● DESCRIPTION OF THE TASK:
The lines to reproduce from the material below are those from the one containing "and whole-file digests." through the one containing "equal content, which", both included; write them out exactly and add nothing.
-----
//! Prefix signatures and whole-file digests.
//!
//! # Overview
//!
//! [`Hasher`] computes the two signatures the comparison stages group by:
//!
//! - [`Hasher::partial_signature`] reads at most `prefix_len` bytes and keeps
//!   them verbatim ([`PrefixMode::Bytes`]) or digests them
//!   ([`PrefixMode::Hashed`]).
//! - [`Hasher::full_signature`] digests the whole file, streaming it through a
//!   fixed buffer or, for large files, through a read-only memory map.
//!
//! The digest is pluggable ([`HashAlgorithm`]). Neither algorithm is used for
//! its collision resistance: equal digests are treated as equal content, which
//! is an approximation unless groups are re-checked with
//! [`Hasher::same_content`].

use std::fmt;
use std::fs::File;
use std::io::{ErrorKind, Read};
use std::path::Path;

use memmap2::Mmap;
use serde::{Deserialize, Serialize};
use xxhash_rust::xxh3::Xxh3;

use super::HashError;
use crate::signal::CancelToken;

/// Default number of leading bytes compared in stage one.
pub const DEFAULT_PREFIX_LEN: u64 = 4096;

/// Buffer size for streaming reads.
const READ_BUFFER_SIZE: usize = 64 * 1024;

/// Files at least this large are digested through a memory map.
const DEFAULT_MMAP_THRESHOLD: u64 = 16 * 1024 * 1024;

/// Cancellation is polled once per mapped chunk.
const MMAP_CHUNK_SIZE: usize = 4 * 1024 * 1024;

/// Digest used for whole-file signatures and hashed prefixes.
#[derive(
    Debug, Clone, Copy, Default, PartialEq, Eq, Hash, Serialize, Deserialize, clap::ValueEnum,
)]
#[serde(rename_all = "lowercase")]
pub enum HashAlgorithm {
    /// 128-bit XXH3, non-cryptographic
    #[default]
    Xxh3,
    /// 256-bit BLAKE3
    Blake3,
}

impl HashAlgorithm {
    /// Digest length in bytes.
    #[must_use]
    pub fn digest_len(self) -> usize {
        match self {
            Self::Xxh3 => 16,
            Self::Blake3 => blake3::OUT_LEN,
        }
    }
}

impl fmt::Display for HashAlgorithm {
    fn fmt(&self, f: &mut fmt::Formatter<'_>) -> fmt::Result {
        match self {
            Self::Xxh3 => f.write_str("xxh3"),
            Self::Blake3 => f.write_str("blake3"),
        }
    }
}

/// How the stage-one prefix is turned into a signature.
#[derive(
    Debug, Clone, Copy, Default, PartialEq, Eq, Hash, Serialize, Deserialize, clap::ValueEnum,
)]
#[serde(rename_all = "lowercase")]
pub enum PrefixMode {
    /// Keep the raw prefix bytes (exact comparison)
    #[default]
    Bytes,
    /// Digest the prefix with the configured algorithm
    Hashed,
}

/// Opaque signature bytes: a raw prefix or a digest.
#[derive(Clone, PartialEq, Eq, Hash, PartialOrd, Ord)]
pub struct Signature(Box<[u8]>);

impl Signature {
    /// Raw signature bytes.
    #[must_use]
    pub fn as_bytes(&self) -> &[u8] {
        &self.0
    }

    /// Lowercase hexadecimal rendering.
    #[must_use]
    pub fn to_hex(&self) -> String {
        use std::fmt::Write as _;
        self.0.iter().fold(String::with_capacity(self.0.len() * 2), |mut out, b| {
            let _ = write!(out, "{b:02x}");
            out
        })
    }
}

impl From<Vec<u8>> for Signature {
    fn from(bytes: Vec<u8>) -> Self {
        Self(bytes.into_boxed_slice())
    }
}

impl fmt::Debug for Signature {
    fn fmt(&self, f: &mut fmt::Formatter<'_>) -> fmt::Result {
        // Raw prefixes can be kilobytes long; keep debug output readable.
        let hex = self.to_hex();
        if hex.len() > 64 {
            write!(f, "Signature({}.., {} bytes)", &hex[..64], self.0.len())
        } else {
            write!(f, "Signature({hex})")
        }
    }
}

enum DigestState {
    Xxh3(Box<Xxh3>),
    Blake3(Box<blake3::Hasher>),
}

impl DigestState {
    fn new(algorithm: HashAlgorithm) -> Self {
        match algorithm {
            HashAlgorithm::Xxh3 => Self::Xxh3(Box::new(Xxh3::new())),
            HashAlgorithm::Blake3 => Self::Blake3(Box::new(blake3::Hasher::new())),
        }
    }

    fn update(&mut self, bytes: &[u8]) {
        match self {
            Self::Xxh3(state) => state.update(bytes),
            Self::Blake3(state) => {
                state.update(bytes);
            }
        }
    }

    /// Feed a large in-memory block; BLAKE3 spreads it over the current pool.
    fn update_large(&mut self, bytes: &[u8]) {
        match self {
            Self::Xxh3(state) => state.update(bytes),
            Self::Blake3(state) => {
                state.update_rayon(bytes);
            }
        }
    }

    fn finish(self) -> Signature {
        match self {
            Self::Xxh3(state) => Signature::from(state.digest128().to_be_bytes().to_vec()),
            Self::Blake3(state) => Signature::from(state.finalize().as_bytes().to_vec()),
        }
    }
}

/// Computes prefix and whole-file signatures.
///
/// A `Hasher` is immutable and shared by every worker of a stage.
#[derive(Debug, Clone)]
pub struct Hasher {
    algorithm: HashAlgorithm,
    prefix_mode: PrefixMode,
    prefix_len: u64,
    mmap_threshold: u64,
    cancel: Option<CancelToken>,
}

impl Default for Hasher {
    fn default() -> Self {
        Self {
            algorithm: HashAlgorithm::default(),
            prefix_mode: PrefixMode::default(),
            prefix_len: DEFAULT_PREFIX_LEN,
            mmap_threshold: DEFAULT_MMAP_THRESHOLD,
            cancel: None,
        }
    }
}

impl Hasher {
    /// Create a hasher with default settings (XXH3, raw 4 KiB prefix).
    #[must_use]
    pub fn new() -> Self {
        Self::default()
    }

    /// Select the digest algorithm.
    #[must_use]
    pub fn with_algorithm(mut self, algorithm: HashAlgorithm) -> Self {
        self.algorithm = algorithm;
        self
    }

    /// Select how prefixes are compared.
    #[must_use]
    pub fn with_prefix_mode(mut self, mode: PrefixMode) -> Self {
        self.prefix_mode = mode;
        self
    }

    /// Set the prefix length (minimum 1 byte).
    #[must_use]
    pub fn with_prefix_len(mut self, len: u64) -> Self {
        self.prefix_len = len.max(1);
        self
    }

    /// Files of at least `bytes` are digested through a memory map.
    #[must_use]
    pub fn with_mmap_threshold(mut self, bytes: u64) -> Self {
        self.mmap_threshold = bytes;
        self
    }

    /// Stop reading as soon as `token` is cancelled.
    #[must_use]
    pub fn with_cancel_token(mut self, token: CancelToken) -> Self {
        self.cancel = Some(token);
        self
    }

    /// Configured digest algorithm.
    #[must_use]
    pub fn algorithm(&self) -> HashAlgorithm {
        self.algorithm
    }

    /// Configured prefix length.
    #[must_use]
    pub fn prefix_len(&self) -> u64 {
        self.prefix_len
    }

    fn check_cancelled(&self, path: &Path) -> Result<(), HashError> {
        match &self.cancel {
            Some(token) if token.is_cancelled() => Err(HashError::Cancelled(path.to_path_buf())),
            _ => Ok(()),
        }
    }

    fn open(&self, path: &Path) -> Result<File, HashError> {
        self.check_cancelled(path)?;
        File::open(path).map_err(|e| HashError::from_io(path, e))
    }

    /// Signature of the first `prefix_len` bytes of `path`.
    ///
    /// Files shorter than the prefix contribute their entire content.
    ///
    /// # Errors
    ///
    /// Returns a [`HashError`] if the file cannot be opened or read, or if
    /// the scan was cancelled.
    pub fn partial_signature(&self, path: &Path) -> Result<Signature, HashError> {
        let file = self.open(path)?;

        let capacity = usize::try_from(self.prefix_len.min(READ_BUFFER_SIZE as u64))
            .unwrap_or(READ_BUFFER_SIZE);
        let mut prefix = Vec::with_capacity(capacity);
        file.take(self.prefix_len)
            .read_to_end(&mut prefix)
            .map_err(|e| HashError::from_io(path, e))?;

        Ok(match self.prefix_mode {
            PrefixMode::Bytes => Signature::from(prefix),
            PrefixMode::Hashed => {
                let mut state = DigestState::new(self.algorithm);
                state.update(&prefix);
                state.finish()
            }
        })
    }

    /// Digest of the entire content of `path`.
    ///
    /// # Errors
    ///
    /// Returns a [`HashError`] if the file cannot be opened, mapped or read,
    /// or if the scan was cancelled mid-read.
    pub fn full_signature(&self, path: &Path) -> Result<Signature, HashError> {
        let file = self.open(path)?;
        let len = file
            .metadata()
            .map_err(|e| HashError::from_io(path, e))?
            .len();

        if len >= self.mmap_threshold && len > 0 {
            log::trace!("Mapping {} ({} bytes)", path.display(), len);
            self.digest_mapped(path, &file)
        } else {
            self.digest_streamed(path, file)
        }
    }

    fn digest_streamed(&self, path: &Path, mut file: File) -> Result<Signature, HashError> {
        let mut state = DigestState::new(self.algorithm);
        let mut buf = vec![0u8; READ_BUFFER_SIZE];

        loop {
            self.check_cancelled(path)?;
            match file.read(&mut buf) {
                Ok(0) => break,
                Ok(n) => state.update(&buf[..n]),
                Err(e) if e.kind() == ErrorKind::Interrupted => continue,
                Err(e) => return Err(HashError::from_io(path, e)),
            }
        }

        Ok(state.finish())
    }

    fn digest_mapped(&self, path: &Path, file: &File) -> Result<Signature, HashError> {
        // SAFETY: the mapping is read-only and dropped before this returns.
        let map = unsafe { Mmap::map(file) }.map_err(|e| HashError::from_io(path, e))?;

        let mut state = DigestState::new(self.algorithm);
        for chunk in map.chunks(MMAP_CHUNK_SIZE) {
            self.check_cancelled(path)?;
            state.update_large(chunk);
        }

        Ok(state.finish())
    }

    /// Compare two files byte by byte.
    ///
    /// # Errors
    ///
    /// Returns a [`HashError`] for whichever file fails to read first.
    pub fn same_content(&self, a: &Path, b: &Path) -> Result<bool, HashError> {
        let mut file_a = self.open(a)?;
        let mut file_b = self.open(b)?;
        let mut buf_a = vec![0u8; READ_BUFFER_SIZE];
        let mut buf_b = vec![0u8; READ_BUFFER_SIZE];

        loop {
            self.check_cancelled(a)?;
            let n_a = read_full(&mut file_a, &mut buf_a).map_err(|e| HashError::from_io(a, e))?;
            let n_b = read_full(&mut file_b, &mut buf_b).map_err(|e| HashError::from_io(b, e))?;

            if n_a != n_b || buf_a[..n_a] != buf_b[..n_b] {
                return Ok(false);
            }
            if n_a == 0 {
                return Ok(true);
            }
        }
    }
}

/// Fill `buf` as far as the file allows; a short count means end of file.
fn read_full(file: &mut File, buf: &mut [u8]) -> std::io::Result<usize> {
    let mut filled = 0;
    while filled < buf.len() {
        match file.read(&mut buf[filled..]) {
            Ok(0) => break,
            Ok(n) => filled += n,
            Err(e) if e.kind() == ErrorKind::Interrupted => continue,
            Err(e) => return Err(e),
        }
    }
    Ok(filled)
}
-----
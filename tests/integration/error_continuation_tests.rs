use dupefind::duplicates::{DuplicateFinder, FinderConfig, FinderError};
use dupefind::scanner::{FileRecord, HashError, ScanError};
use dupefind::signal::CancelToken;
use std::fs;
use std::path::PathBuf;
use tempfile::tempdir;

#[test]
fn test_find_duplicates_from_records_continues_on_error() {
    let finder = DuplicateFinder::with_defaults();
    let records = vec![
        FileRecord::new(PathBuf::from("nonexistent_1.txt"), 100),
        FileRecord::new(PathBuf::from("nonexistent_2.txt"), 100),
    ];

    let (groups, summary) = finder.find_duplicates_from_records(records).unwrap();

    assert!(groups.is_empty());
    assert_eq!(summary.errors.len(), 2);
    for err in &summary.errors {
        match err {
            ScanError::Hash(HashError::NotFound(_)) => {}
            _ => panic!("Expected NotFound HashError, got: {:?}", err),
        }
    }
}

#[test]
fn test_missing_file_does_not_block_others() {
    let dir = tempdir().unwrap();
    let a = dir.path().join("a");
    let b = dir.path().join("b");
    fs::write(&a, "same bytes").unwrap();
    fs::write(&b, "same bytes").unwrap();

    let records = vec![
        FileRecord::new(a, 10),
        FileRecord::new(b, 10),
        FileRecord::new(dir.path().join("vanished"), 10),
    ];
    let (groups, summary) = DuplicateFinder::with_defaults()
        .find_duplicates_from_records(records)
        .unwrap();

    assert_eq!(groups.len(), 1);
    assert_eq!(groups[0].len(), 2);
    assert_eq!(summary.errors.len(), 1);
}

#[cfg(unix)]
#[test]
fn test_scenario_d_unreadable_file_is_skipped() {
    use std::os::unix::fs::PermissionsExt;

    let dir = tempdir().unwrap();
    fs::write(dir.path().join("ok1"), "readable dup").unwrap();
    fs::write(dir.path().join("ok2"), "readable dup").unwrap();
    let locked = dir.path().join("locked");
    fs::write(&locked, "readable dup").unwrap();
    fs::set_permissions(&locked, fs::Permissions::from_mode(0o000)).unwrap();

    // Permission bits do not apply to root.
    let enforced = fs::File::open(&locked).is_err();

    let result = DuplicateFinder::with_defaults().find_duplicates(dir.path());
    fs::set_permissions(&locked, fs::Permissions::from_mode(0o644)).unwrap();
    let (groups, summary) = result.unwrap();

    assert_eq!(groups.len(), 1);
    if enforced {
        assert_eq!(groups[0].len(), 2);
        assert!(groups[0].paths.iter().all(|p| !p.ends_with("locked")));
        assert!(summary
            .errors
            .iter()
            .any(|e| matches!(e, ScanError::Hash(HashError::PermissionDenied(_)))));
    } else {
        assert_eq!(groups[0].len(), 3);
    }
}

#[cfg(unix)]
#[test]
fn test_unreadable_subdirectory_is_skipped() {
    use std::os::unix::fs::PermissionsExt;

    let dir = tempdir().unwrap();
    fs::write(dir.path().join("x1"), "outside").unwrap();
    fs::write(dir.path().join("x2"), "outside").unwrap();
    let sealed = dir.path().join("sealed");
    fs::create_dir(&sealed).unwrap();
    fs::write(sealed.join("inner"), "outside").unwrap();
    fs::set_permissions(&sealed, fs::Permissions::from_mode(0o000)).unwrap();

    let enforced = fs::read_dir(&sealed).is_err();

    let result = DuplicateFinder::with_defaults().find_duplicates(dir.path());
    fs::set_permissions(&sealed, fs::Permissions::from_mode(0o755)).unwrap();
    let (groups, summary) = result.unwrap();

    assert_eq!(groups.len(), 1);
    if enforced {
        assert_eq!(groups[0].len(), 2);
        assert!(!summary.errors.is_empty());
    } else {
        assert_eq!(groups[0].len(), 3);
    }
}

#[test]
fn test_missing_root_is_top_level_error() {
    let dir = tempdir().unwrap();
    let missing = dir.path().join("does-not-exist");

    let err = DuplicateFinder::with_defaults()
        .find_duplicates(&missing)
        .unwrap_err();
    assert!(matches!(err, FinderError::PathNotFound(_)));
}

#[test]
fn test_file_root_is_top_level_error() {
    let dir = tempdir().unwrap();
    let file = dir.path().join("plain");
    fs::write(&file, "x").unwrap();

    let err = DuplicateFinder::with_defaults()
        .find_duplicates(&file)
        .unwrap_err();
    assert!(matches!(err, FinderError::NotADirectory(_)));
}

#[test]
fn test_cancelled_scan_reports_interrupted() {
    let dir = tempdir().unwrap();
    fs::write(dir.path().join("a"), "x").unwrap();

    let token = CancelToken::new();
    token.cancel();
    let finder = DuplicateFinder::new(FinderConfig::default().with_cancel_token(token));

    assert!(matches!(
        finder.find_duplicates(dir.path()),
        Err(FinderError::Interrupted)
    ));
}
-----
● RESULT OF THE TASK:
//! Prefix signatures and whole-file digests.
//!
//! # Overview
//!
//! [`Hasher`] computes the two signatures the comparison stages group by:
//!
//! - [`Hasher::partial_signature`] reads at most `prefix_len` bytes and keeps
//!   them verbatim ([`PrefixMode::Bytes`]) or digests them
//!   ([`PrefixMode::Hashed`]).
//! - [`Hasher::full_signature`] digests the whole file, streaming it through a
//!   fixed buffer or, for large files, through a read-only memory map.
//!
//! The digest is pluggable ([`HashAlgorithm`]). Neither algorithm is used for
//! its collision resistance: equal digests are treated as equal content, which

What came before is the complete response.